2007年7月30日星期一

Green Shoots

Clean Tech in China---an article from the economist


 

A new venture hopes to promote clean-technology investment in China.


 

China is not feted for its stewardship of the environment. One recent World Bank report found that 16 of the world's 20 most polluted cities were in China; and a draft version of another puts the total economics cost of outdoor air and water pollution at around $100 billion a year, or 5.8% of China's GDP. By some estimates, China has now overtaken America to become the world's largest producer of greenhouse gases. Environmental protests, such as one that took place in Xiamen last month in response to a plan to build a chemical plant in the city, are on the rise.

The pollution that has resulted from China's growth is huge problem, but to investors it presents an enormous opportunity. Venture-capital investment in clean tech in China is picking up, increasing by 147% from $170m in 2005 to $420m last year, according to the Cleantech Group, an industry research body. Most of this investment was in solar energy, a booming field in which several Chinese firms have gone public in the past year. But though China has now become the world's third-largest manufacturer of solar panels, most of them are exported, thanks to the subsidies offered in the developed world.

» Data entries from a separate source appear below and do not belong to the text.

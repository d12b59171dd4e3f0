//! Textured, tinted quad pipeline. Bind group 0 holds the camera uniform,
//! bind group 1 the sprite texture and its sampler.

use crate::texture::Texture;
use crate::vertex::SpriteVertex;

pub struct SpritePipeline {
    pub render_pipeline: wgpu::RenderPipeline,
    pub camera_layout: wgpu::BindGroupLayout,
    pub texture_layout: wgpu::BindGroupLayout,
}

impl SpritePipeline {
    pub fn new(device: &wgpu::Device, format: wgpu::TextureFormat) -> Self {
        let shader = device.create_shader_module(wgpu::ShaderModuleDescriptor {
            label: Some("sprite_shader"),
            source: wgpu::ShaderSource::Wgsl(include_str!("shaders/sprite.wgsl").into()),
        });

        let camera_layout = device.create_bind_group_layout(&wgpu::BindGroupLayoutDescriptor {
            label: Some("camera_layout"),
            entries: &[wgpu::BindGroupLayoutEntry {
                binding: 0,
                visibility: wgpu::ShaderStages::VERTEX,
                ty: wgpu::BindingType::Buffer {
                    ty: wgpu::BufferBindingType::Uniform,
                    has_dynamic_offset: false,
                    min_binding_size: None,
                },
                count: None,
            }],
        });

        let texture_layout = device.create_bind_group_layout(&wgpu::BindGroupLayoutDescriptor {
            label: Some("sprite_texture_layout"),
            entries: &[
                wgpu::BindGroupLayoutEntry {
                    binding: 0,
                    visibility: wgpu::ShaderStages::FRAGMENT,
                    ty: wgpu::BindingType::Texture {
                        multisampled: false,
                        view_dimension: wgpu::TextureViewDimension::D2,
                        sample_type: wgpu::TextureSampleType::Float { filterable: true },
                    },
                    count: None,
                },
                wgpu::BindGroupLayoutEntry {
                    binding: 1,
                    visibility: wgpu::ShaderStages::FRAGMENT,
                    ty: wgpu::BindingType::Sampler(wgpu::SamplerBindingType::Filtering),
                    count: None,
                },
            ],
        });

        let pipeline_layout = device.create_pipeline_layout(&wgpu::PipelineLayoutDescriptor {
            label: Some("sprite_pipeline_layout"),
            bind_group_layouts: &[&camera_layout, &texture_layout],
            push_constant_ranges: &[],
        });

        let render_pipeline = device.create_render_pipeline(&wgpu::RenderPipelineDescriptor {
            label: Some("sprite_pipeline"),
            layout: Some(&pipeline_layout),
            vertex: wgpu::VertexState {
                module: &shader,
                entry_point: Some("vs_main"),
                buffers: &[SpriteVertex::layout()],
                compilation_options: Default::default(),
            },
            fragment: Some(wgpu::FragmentState {
                module: &shader,
                entry_point: Some("fs_main"),
                targets: &[Some(wgpu::ColorTargetState {
                    format,
                    blend: Some(wgpu::BlendState::ALPHA_BLENDING),
                    write_mask: wgpu::ColorWrites::ALL,
                })],
                compilation_options: Default::default(),
            }),
            primitive: wgpu::PrimitiveState {
                topology: wgpu::PrimitiveTopology::TriangleList,
                strip_index_format: None,
                front_face: wgpu::FrontFace::Ccw,
                cull_mode: None, // y-down projection flips winding
                unclipped_depth: false,
                polygon_mode: wgpu::PolygonMode::Fill,
                conservative: false,
            },
            depth_stencil: None,
            multisample: wgpu::MultisampleState::default(),
            multiview: None,
            cache: None,
        });

        Self {
            render_pipeline,
            camera_layout,
            texture_layout,
        }
    }

    pub fn create_camera_bind_group(
        &self,
        device: &wgpu::Device,
        camera_buffer: &wgpu::Buffer,
    ) -> wgpu::BindGroup {
        device.create_bind_group(&wgpu::BindGroupDescriptor {
            label: Some("camera_bind_group"),
            layout: &self.camera_layout,
            entries: &[wgpu::BindGroupEntry {
                binding: 0,
                resource: camera_buffer.as_entire_binding(),
            }],
        })
    }

    pub fn create_texture_bind_group(
        &self,
        device: &wgpu::Device,
        texture: &Texture,
    ) -> wgpu::BindGroup {
        device.create_bind_group(&wgpu::BindGroupDescriptor {
            label: Some("sprite_texture_bind_group"),
            layout: &self.texture_layout,
            entries: &[
                wgpu::BindGroupEntry {
                    binding: 0,
                    resource: wgpu::BindingResource::TextureView(&texture.view),
                },
                wgpu::BindGroupEntry {
                    binding: 1,
                    resource: wgpu::BindingResource::Sampler(&texture.sampler),
                },
            ],
        })
    }
}
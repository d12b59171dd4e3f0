//! Dapper Dasher -- main loop and application entry point.
//!
//! winit drives the event loop via `ApplicationHandler`. The loop sleeps until
//! the frame clock's next deadline, then everything happens inside
//! `RedrawRequested`:
//!
//!   1. `begin_frame()` -- measure the wall-clock delta (capped) as this frame's step
//!   2. `World::tick` -- one variable-step simulation tick with this frame's input
//!   3. Rebuild the sprite mesh from the world
//!   4. Upload camera uniform, issue draw calls, composite the egui HUD
//!
//! Startup failures (no GPU, missing texture, bad config) are logged and end the
//! process with a non-zero exit code.

mod assets;
mod batch;

use std::path::Path;
use std::sync::Arc;
use std::time::Instant;

use wgpu::util::DeviceExt;
use winit::application::ApplicationHandler;
use winit::event::{ElementState, WindowEvent};
use winit::event_loop::{ActiveEventLoop, ControlFlow, EventLoop};
use winit::keyboard::{KeyCode, PhysicalKey};
use winit::window::{Window, WindowId};

use assets::{GameTextures, TextureSlot};
use batch::{build_mesh, count_texture_binds, DrawCall};
use dash_core::config::{load_config_or_default, GameConfig};
use dash_core::input::{InputState, Key};
use dash_core::time::FrameClock;
use dash_core::world::{TickReport, World, WorldLayout};
use dash_hud::{HudOverlay, HudStats};
use dash_platform::window::PlatformConfig;
use dash_render::{Camera2D, GpuContext, SpritePipeline, SpriteVertex};

const CONFIG_PATH: &str = "dasher.json";

const CLEAR_COLOR: wgpu::Color = wgpu::Color::WHITE;

/// All mutable game state lives here. Constructed lazily in
/// `ApplicationHandler::resumed` once the window and GPU surface are available.
struct EngineState {
    window: Arc<Window>,
    gpu: GpuContext,
    clock: FrameClock,
    input: InputState,
    camera: Camera2D,
    sprite_pipeline: SpritePipeline,
    hud: HudOverlay,
    world: World,
    textures: GameTextures,
    last_report: TickReport,

    // The sprite mesh is rebuilt on the CPU each frame, then streamed into these
    // GPU buffers. Buffers grow (power-of-two) but never shrink.
    vertex_buffer: wgpu::Buffer,
    index_buffer: wgpu::Buffer,
    camera_buffer: wgpu::Buffer,
    camera_bind_group: wgpu::BindGroup,
    mesh_vertex_capacity: usize,
    mesh_index_capacity: usize,
    draw_calls: Vec<DrawCall>,
    sprite_count: usize,
}

impl EngineState {
    fn new(window: Arc<Window>, config: &GameConfig) -> Result<Self, String> {
        let gpu = GpuContext::new(window.clone())?;
        let sprite_pipeline = SpritePipeline::new(&gpu.device, gpu.surface_format);

        // Every texture must load before the world exists: its layout comes
        // from the texture sizes.
        let textures = GameTextures::load(&gpu.device, &gpu.queue, &sprite_pipeline, &config.assets)?;
        let sizes = textures.sizes();
        let layout = WorldLayout::from_textures(
            config,
            sizes[TextureSlot::Player.index()],
            sizes[TextureSlot::Obstacle.index()],
            TextureSlot::BACKGROUNDS.map(|slot| sizes[slot.index()].0),
        );
        let world = World::new(config, layout, fastrand::Rng::new());
        log::info!(
            "World ready: {} textures, finish line at x={:.0}",
            textures.len(),
            world.finish_line()
        );

        let game_size = (layout.width, layout.height);
        let camera = Camera2D::new(game_size.0, game_size.1);
        let hud = HudOverlay::new(&gpu.device, gpu.surface_format, &window, game_size);
        let clock = FrameClock::new(config.window.target_fps, config.physics.max_frame_dt);

        let camera_uniform = camera.build_uniform();
        let camera_buffer = gpu
            .device
            .create_buffer_init(&wgpu::util::BufferInitDescriptor {
                label: Some("Camera Uniform Buffer"),
                contents: bytemuck::cast_slice(&[camera_uniform]),
                usage: wgpu::BufferUsages::UNIFORM | wgpu::BufferUsages::COPY_DST,
            });
        let camera_bind_group =
            sprite_pipeline.create_camera_bind_group(&gpu.device, &camera_buffer);
        let vertex_buffer = create_vertex_buffer(&gpu.device, 1);
        let index_buffer = create_index_buffer(&gpu.device, 1);

        let mut state = Self {
            window,
            gpu,
            clock,
            input: InputState::new(),
            camera,
            sprite_pipeline,
            hud,
            world,
            textures,
            last_report: TickReport::default(),
            vertex_buffer,
            index_buffer,
            camera_buffer,
            camera_bind_group,
            mesh_vertex_capacity: 0,
            mesh_index_capacity: 0,
            draw_calls: Vec::new(),
            sprite_count: 0,
        };
        state.rebuild_mesh();
        Ok(state)
    }

    fn rebuild_mesh(&mut self) {
        let mesh = build_mesh(&self.world, &self.textures.sizes());
        self.ensure_mesh_capacity(mesh.vertices.len(), mesh.indices.len());
        if !mesh.vertices.is_empty() {
            self.gpu
                .queue
                .write_buffer(&self.vertex_buffer, 0, bytemuck::cast_slice(&mesh.vertices));
            self.gpu
                .queue
                .write_buffer(&self.index_buffer, 0, bytemuck::cast_slice(&mesh.indices));
        }
        self.sprite_count = mesh.sprite_count();
        self.draw_calls = mesh.draw_calls;
    }

    fn ensure_mesh_capacity(&mut self, vertex_count: usize, index_count: usize) {
        let needed_vertices = vertex_count.max(1);
        if needed_vertices > self.mesh_vertex_capacity {
            self.mesh_vertex_capacity = needed_vertices.next_power_of_two();
            self.vertex_buffer = create_vertex_buffer(&self.gpu.device, self.mesh_vertex_capacity);
        }

        let needed_indices = index_count.max(1);
        if needed_indices > self.mesh_index_capacity {
            self.mesh_index_capacity = needed_indices.next_power_of_two();
            self.index_buffer = create_index_buffer(&self.gpu.device, self.mesh_index_capacity);
        }
    }

    fn hud_stats(&self) -> HudStats {
        HudStats {
            phase: self.world.phase,
            player_y: self.world.player.position.y,
            velocity_y: self.world.body.velocity_y,
            airborne: self.last_report.airborne,
            finish_line: self.world.finish_line(),
            sprite_count: self.sprite_count as u32,
            draw_calls: self.draw_calls.len() as u32,
            texture_binds: count_texture_binds(&self.draw_calls) as u32,
            runs_won: self.world.stats.won,
            runs_lost: self.world.stats.lost,
        }
    }

    fn render(&mut self) {
        let camera_uniform = self.camera.build_uniform();
        self.gpu.queue.write_buffer(
            &self.camera_buffer,
            0,
            bytemuck::cast_slice(&[camera_uniform]),
        );

        let Some((output, view)) = self.gpu.begin_frame() else {
            return;
        };

        let stats = self.hud_stats();
        let (egui_primitives, egui_textures_delta) =
            self.hud.prepare(&self.window, &self.clock, &stats);
        let screen_descriptor = egui_wgpu::ScreenDescriptor {
            size_in_pixels: [self.gpu.size.0, self.gpu.size.1],
            pixels_per_point: self.window.scale_factor() as f32,
        };

        let mut encoder = self
            .gpu
            .device
            .create_command_encoder(&wgpu::CommandEncoderDescriptor {
                label: Some("Render Encoder"),
            });

        {
            let mut render_pass = encoder.begin_render_pass(&wgpu::RenderPassDescriptor {
                label: Some("Sprite Render Pass"),
                color_attachments: &[Some(wgpu::RenderPassColorAttachment {
                    view: &view,
                    resolve_target: None,
                    ops: wgpu::Operations {
                        load: wgpu::LoadOp::Clear(CLEAR_COLOR),
                        store: wgpu::StoreOp::Store,
                    },
                })],
                depth_stencil_attachment: None,
                ..Default::default()
            });

            render_pass.set_pipeline(&self.sprite_pipeline.render_pipeline);
            render_pass.set_bind_group(0, &self.camera_bind_group, &[]);
            render_pass.set_vertex_buffer(0, self.vertex_buffer.slice(..));
            render_pass.set_index_buffer(self.index_buffer.slice(..), wgpu::IndexFormat::Uint32);

            let mut last_bound: Option<TextureSlot> = None;
            for draw in &self.draw_calls {
                if last_bound != Some(draw.texture) {
                    render_pass.set_bind_group(1, &self.textures.get(draw.texture).bind_group, &[]);
                    last_bound = Some(draw.texture);
                }
                render_pass.draw_indexed(
                    draw.index_start..(draw.index_start + draw.index_count),
                    0,
                    0..1,
                );
            }
        }

        self.hud.upload(
            &self.gpu.device,
            &self.gpu.queue,
            &mut encoder,
            &egui_primitives,
            &egui_textures_delta,
            &screen_descriptor,
        );

        {
            let mut egui_pass = encoder
                .begin_render_pass(&wgpu::RenderPassDescriptor {
                    label: Some("egui Render Pass"),
                    color_attachments: &[Some(wgpu::RenderPassColorAttachment {
                        view: &view,
                        resolve_target: None,
                        ops: wgpu::Operations {
                            load: wgpu::LoadOp::Load,
                            store: wgpu::StoreOp::Store,
                        },
                    })],
                    depth_stencil_attachment: None,
                    ..Default::default()
                })
                .forget_lifetime();

            self.hud
                .paint(&mut egui_pass, &egui_primitives, &screen_descriptor);
        }

        self.hud.cleanup(&egui_textures_delta);

        self.gpu.queue.submit(std::iter::once(encoder.finish()));
        output.present();
    }
}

Several initiatives aim to promote the development and deployment of clean technologies within China itself. The most prominent is the Clean Development Mechanism (CDM) of the Kyoto Protocol, the United Nation's treaty on climate change. Under the CDM, projects that reduce emissions of greenhouse gases in poor countries earn credits, which can be purchased by rich countries in lieu of reducing their own emissions s required by the treaty. The Chinese government has already approved 524 such projects; China accounted for 61% of the CDM market last year, which was worth nearly $5 billion.